■ **TASK**:
Report how many lines of these entries hold the string "that"; reply with the number alone.

Items from a data source:
---

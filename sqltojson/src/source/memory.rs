use std::collections::HashMap;
use std::sync::Arc;

use futures::StreamExt;
use futures::stream::{self, BoxStream};
use tokio::sync::Mutex;
use tracing::debug;

use crate::error::{ErrorKind, EtlResult};
use crate::etl_error;
use crate::schema::{Params, QueryTemplate};
use crate::source::Source;
use crate::types::Record;

type Resolver = Arc<dyn Fn(&Params) -> Vec<Record> + Send + Sync>;

#[derive(Debug, Clone)]
enum ScriptedRow {
    Record(Record),
    ScanFailure(String),
}

#[derive(Clone)]
enum Script {
    Rows(Vec<ScriptedRow>),
    Resolver(Resolver),
}

#[derive(Default)]
struct Inner {
    scripts: HashMap<String, Script>,
    pending_failures: HashMap<String, u32>,
    executions: HashMap<String, u64>,
}

/// In-memory [`Source`] serving scripted rows.
///
/// Queries are matched by their SQL text after named parameters are rewritten, so scripts can be
/// registered with the same SQL used in the schema configuration. A query that has no script fails
/// with [`ErrorKind::SourceQueryFailed`].
#[derive(Clone, Default)]
pub struct MemorySource {
    inner: Arc<Mutex<Inner>>,
}

impl MemorySource {
    pub fn new() -> Self {
        Self::default()
    }

    /// Serves `rows` for every execution of `sql`, regardless of parameters.
    pub async fn add_rows(&self, sql: &str, rows: Vec<Record>) {
        let rows = rows.into_iter().map(ScriptedRow::Record).collect();

        let mut inner = self.inner.lock().await;
        inner.scripts.insert(normalize(sql), Script::Rows(rows));
    }

    /// Computes the rows of `sql` from the parameters of each execution.
    pub async fn add_resolver<F>(&self, sql: &str, resolver: F)
    where
        F: Fn(&Params) -> Vec<Record> + Send + Sync + 'static,
    {
        let mut inner = self.inner.lock().await;
        inner
            .scripts
            .insert(normalize(sql), Script::Resolver(Arc::new(resolver)));
    }

    /// Appends a row to `sql` that fails to decode.
    ///
    /// Streams yield the failure as a single item; fetches fail entirely.
    pub async fn add_scan_failure(&self, sql: &str, detail: &str) {
        let mut inner = self.inner.lock().await;
        let script = inner
            .scripts
            .entry(normalize(sql))
            .or_insert_with(|| Script::Rows(Vec::new()));

        if let Script::Rows(rows) = script {
            rows.push(ScriptedRow::ScanFailure(detail.to_string()));
        }
    }

    /// Makes the next `times` executions of `sql` fail with [`ErrorKind::SourceQueryFailed`].
    pub async fn fail_next(&self, sql: &str, times: u32) {
        let mut inner = self.inner.lock().await;
        *inner.pending_failures.entry(normalize(sql)).or_default() += times;
    }

    /// Returns how many times `sql` was executed, failed executions included.
    pub async fn executions(&self, sql: &str) -> u64 {
        let inner = self.inner.lock().await;
        inner
            .executions
            .get(&normalize(sql))
            .copied()
            .unwrap_or_default()
    }

    /// Returns the number of executions across all queries.
    pub async fn total_executions(&self) -> u64 {
        let inner = self.inner.lock().await;
        inner.executions.values().sum()
    }

    async fn execute(&self, query: &QueryTemplate, params: &Params) -> EtlResult<Vec<ScriptedRow>> {
        let mut inner = self.inner.lock().await;
        let sql = query.sql();

        *inner.executions.entry(sql.to_string()).or_default() += 1;

        if let Some(remaining) = inner.pending_failures.get_mut(sql)
            && *remaining > 0
        {
            *remaining -= 1;
            return Err(etl_error!(
                ErrorKind::SourceQueryFailed,
                "Injected query failure",
                sql
            ));
        }

        let Some(script) = inner.scripts.get(sql).cloned() else {
            return Err(etl_error!(
                ErrorKind::SourceQueryFailed,
                "No rows scripted for query",
                sql
            ));
        };
        drop(inner);

        debug!(sql, parameters = params.len(), "executing scripted query");

        let rows = match script {
            Script::Rows(rows) => rows,
            Script::Resolver(resolver) => resolver(params)
                .into_iter()
                .map(ScriptedRow::Record)
                .collect(),
        };

        Ok(rows)
    }
}

impl Source for MemorySource {
    fn name() -> &'static str {
        "memory"
    }

    async fn fetch_all(&self, query: &QueryTemplate, params: &Params) -> EtlResult<Vec<Record>> {
        self.execute(query, params)
            .await?
            .into_iter()
            .map(into_result)
            .collect()
    }

    fn stream_rows<'a>(&'a self, query: &'a QueryTemplate) -> BoxStream<'a, EtlResult<Record>> {
        stream::once(async move {
            match self.execute(query, &Params::new()).await {
                Ok(rows) => rows.into_iter().map(into_result).collect::<Vec<_>>(),
                Err(err) => vec![Err(err)],
            }
        })
        .flat_map(stream::iter)
        .boxed()
    }
}

fn into_result(row: ScriptedRow) -> EtlResult<Record> {
    match row {
        ScriptedRow::Record(record) => Ok(record),
        ScriptedRow::ScanFailure(detail) => Err(etl_error!(
            ErrorKind::ConversionError,
            "Failed to decode row",
            detail
        )),
    }
}

fn normalize(sql: &str) -> String {
    QueryTemplate::parse(sql).sql().to_string()
}
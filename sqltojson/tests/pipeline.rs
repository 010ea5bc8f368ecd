use std::time::Duration;

use sqltojson::destination::memory::MemoryDestination;
use sqltojson::error::ErrorKind;
use sqltojson::source::memory::MemorySource;
use sqltojson::types::{FieldType, Record, Value};
use sqltojson_telemetry::tracing::init_test_tracing;

mod common;

use common::{
    LABS, PATIENTS, VISITS, clinic_source, create_pipeline, flat_schema, nested_schema,
    pipeline_config,
};

#[tokio::test(flavor = "multi_thread")]
async fn flat_export_emits_one_document_per_row() {
    init_test_tracing();

    let source = MemorySource::new();
    let first: Record = [
        ("id", Value::I32(1)),
        ("name", Value::from("ada")),
        ("score", Value::Null),
    ]
    .into_iter()
    .collect();
    let second: Record = [
        ("id", Value::I64(2)),
        ("name", Value::Null),
        ("score", Value::F64(9.5)),
    ]
    .into_iter()
    .collect();
    source
        .add_rows(PATIENTS, vec![first.clone(), second.clone()])
        .await;

    let destination = MemoryDestination::new();
    let pipeline = create_pipeline(
        pipeline_config(1, 3),
        &flat_schema(),
        source,
        destination.clone(),
    );

    let summary = pipeline.run().await.unwrap();

    assert_eq!(summary.queued, 2);
    assert_eq!(summary.emitted, 2);
    assert_eq!(destination.records().await, vec![first, second]);
    assert_eq!(destination.shutdowns().await, 1);

    let mapping = destination.mapping().await.unwrap();
    assert_eq!(mapping.doc_type(), "patient");

    let properties = mapping.properties();
    assert_eq!(properties.len(), 3);
    assert_eq!(properties["id"].field_type, FieldType::Integer);
    assert_eq!(properties["name"].field_type, FieldType::String);
    assert_eq!(properties["score"].field_type, FieldType::Double);
}

#[tokio::test(flavor = "multi_thread")]
async fn nested_queries_run_once_per_parent_row() {
    init_test_tracing();

    let roots = 6;
    let source = clinic_source(roots, 2).await;
    let destination = MemoryDestination::new();
    let pipeline = create_pipeline(
        pipeline_config(3, 3),
        &nested_schema(),
        source.clone(),
        destination.clone(),
    );

    let summary = pipeline.run().await.unwrap();

    assert_eq!(summary.emitted, roots as u64);
    assert_eq!(source.executions(PATIENTS).await, 1);
    assert_eq!(source.executions(VISITS).await, roots as u64);
    assert_eq!(source.executions(LABS).await, roots as u64 * 2);
    assert_eq!(source.total_executions().await, 1 + 6 + 12);

    let records = destination.records().await;
    assert_eq!(records.len(), roots as usize);
    for record in &records {
        assert_eq!(record.get("ssn"), None);

        let Some(Value::Nested(visits)) = record.get("visits") else {
            panic!("visits missing from {record:?}");
        };
        assert_eq!(visits.len(), 2);
        for visit in visits {
            let Some(Value::Nested(labs)) = visit.get("labs") else {
                panic!("labs missing from {visit:?}");
            };
            assert_eq!(labs.len(), 1);
        }
    }
}

#[tokio::test(flavor = "multi_thread")]
async fn mapping_describes_nested_tree_without_excluded_fields() {
    init_test_tracing();

    let source = clinic_source(2, 1).await;
    let destination = MemoryDestination::new();
    let pipeline = create_pipeline(
        pipeline_config(2, 3),
        &nested_schema(),
        source,
        destination.clone(),
    );

    pipeline.run().await.unwrap();

    let mapping = destination.mapping().await.unwrap();
    let json = mapping.to_json().unwrap();

    assert_eq!(
        json,
        serde_json::json!({
            "mappings": {
                "patient": {
                    "properties": {
                        "id": {"type": "integer"},
                        "name": {"type": "string"},
                        "visits": {
                            "type": "nested",
                            "properties": {
                                "kind": {"type": "string"},
                                "labs": {
                                    "type": "nested",
                                    "properties": {
                                        "value": {"type": "double"},
                                        "visit_id": {"type": "long"}
                                    }
                                },
                                "visit_id": {"type": "long"}
                            }
                        }
                    }
                }
            }
        })
    );
}

#[tokio::test(flavor = "multi_thread")]
async fn transient_failures_are_retried() {
    init_test_tracing();

    let source = clinic_source(3, 1).await;
    source.fail_next(VISITS, 2).await;

    let destination = MemoryDestination::new();
    let pipeline = create_pipeline(
        pipeline_config(1, 3),
        &nested_schema(),
        source.clone(),
        destination.clone(),
    );

    let summary = pipeline.run().await.unwrap();

    assert_eq!(summary.emitted, 3);
    assert_eq!(destination.records().await.len(), 3);
    assert_eq!(source.executions(VISITS).await, 3 + 2);
    assert!(destination.mapping().await.is_some());
}

#[tokio::test(flavor = "multi_thread")]
async fn exhausted_retries_fail_the_export_without_mapping() {
    init_test_tracing();

    let source = clinic_source(1, 1).await;
    source.fail_next(VISITS, 100).await;

    let destination = MemoryDestination::new();
    let pipeline = create_pipeline(
        pipeline_config(1, 3),
        &nested_schema(),
        source.clone(),
        destination.clone(),
    );

    let err = pipeline.run().await.unwrap_err();

    assert!(err.kinds().contains(&ErrorKind::BuildRetriesExhausted));
    assert_eq!(source.executions(VISITS).await, 3);
    assert!(destination.records().await.is_empty());
    assert!(destination.mapping().await.is_none());
}

#[tokio::test(flavor = "multi_thread")]
async fn undecodable_root_rows_are_skipped() {
    init_test_tracing();

    let source = clinic_source(2, 1).await;
    source
        .add_scan_failure(PATIENTS, "invalid utf-8 in column name")
        .await;

    let destination = MemoryDestination::new();
    let pipeline = create_pipeline(
        pipeline_config(2, 3),
        &nested_schema(),
        source,
        destination.clone(),
    );

    let summary = pipeline.run().await.unwrap();

    assert_eq!(summary.queued, 2);
    assert_eq!(summary.emitted, 2);
}

#[tokio::test(flavor = "multi_thread")]
async fn failing_root_query_fails_the_export() {
    init_test_tracing();

    // Nothing is scripted for the root query.
    let source = MemorySource::new();
    let destination = MemoryDestination::new();
    let pipeline = create_pipeline(
        pipeline_config(2, 3),
        &flat_schema(),
        source,
        destination.clone(),
    );

    let err = pipeline.run().await.unwrap_err();

    assert_eq!(err.kind(), ErrorKind::SourceQueryFailed);
    assert!(destination.mapping().await.is_none());
}

#[tokio::test(flavor = "multi_thread")]
async fn shutdown_before_run_dequeues_nothing() {
    init_test_tracing();

    let source = clinic_source(4, 1).await;
    let destination = MemoryDestination::new();
    let pipeline = create_pipeline(
        pipeline_config(2, 3),
        &nested_schema(),
        source.clone(),
        destination.clone(),
    );

    pipeline.shutdown_tx().shutdown();
    let summary = pipeline.run().await.unwrap();

    assert_eq!(summary.emitted, 0);
    assert_eq!(source.executions(VISITS).await, 0);
    assert!(destination.records().await.is_empty());

    let mapping = destination.mapping().await.unwrap();
    assert!(mapping.properties().is_empty());
}

#[tokio::test(flavor = "multi_thread")]
async fn shutdown_interrupts_retry_backoff() {
    init_test_tracing();

    let source = clinic_source(1, 1).await;
    source.fail_next(VISITS, 1_000).await;

    let destination = MemoryDestination::new();
    let mut config = pipeline_config(1, 1_000);
    config.retry_delay = Duration::from_secs(3_600);
    let pipeline = create_pipeline(config, &nested_schema(), source.clone(), destination.clone());

    let shutdown_tx = pipeline.shutdown_tx();
    tokio::spawn(async move {
        tokio::time::sleep(Duration::from_millis(100)).await;
        shutdown_tx.shutdown();
    });

    let summary = tokio::time::timeout(Duration::from_secs(10), pipeline.run())
        .await
        .expect("pipeline did not stop after shutdown")
        .unwrap();

    assert_eq!(summary.emitted, 0);
    assert_eq!(source.executions(VISITS).await, 1);
    assert!(destination.mapping().await.is_some());
}

#[tokio::test(flavor = "multi_thread")]
async fn excluded_nested_field_is_neither_queried_nor_mapped() {
    init_test_tracing();

    let mut schema = nested_schema();
    schema.exclude.push("visits".to_string());

    let source = clinic_source(2, 2).await;
    let destination = MemoryDestination::new();
    let pipeline = create_pipeline(
        pipeline_config(2, 3),
        &schema,
        source.clone(),
        destination.clone(),
    );

    let summary = pipeline.run().await.unwrap();

    assert_eq!(summary.emitted, 2);
    assert_eq!(source.executions(VISITS).await, 0);
    assert_eq!(source.executions(LABS).await, 0);
    for record in destination.records().await {
        assert!(record.get("visits").is_none());
        assert!(record.get("ssn").is_none());
    }

    let mapping = destination.mapping().await.unwrap();
    let properties = mapping.properties();
    assert!(!properties.contains_key("visits"));
    assert!(!properties.contains_key("ssn"));
    assert_eq!(properties["id"].field_type, FieldType::Integer);
}

#[tokio::test(flavor = "multi_thread")]
async fn rejected_record_is_skipped_and_export_continues() {
    init_test_tracing();

    let source = clinic_source(3, 1).await;
    let destination = MemoryDestination::new();
    destination.fail_next_writes(1).await;

    let pipeline = create_pipeline(
        pipeline_config(1, 3),
        &flat_schema(),
        source,
        destination.clone(),
    );

    let summary = pipeline.run().await.unwrap();

    assert_eq!(summary.queued, 3);
    assert_eq!(summary.emitted, 2);
    assert_eq!(destination.write_attempts().await, 3);
    assert_eq!(destination.records().await.len(), 2);
    assert!(destination.mapping().await.is_some());
}
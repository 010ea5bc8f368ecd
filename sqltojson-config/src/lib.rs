//! Configuration for the sqltojson exporter.
//!
//! Holds the serde types describing an export run (source connection, output files, worker limits,
//! and the tree of root and nested queries) together with the loader that layers environment
//! variable overrides on top of a configuration file.

mod load;
pub mod shared;

pub use load::{Config, LoadConfigError, load_config};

---

■ **RESULT FOR THIS EXERCISE**:
3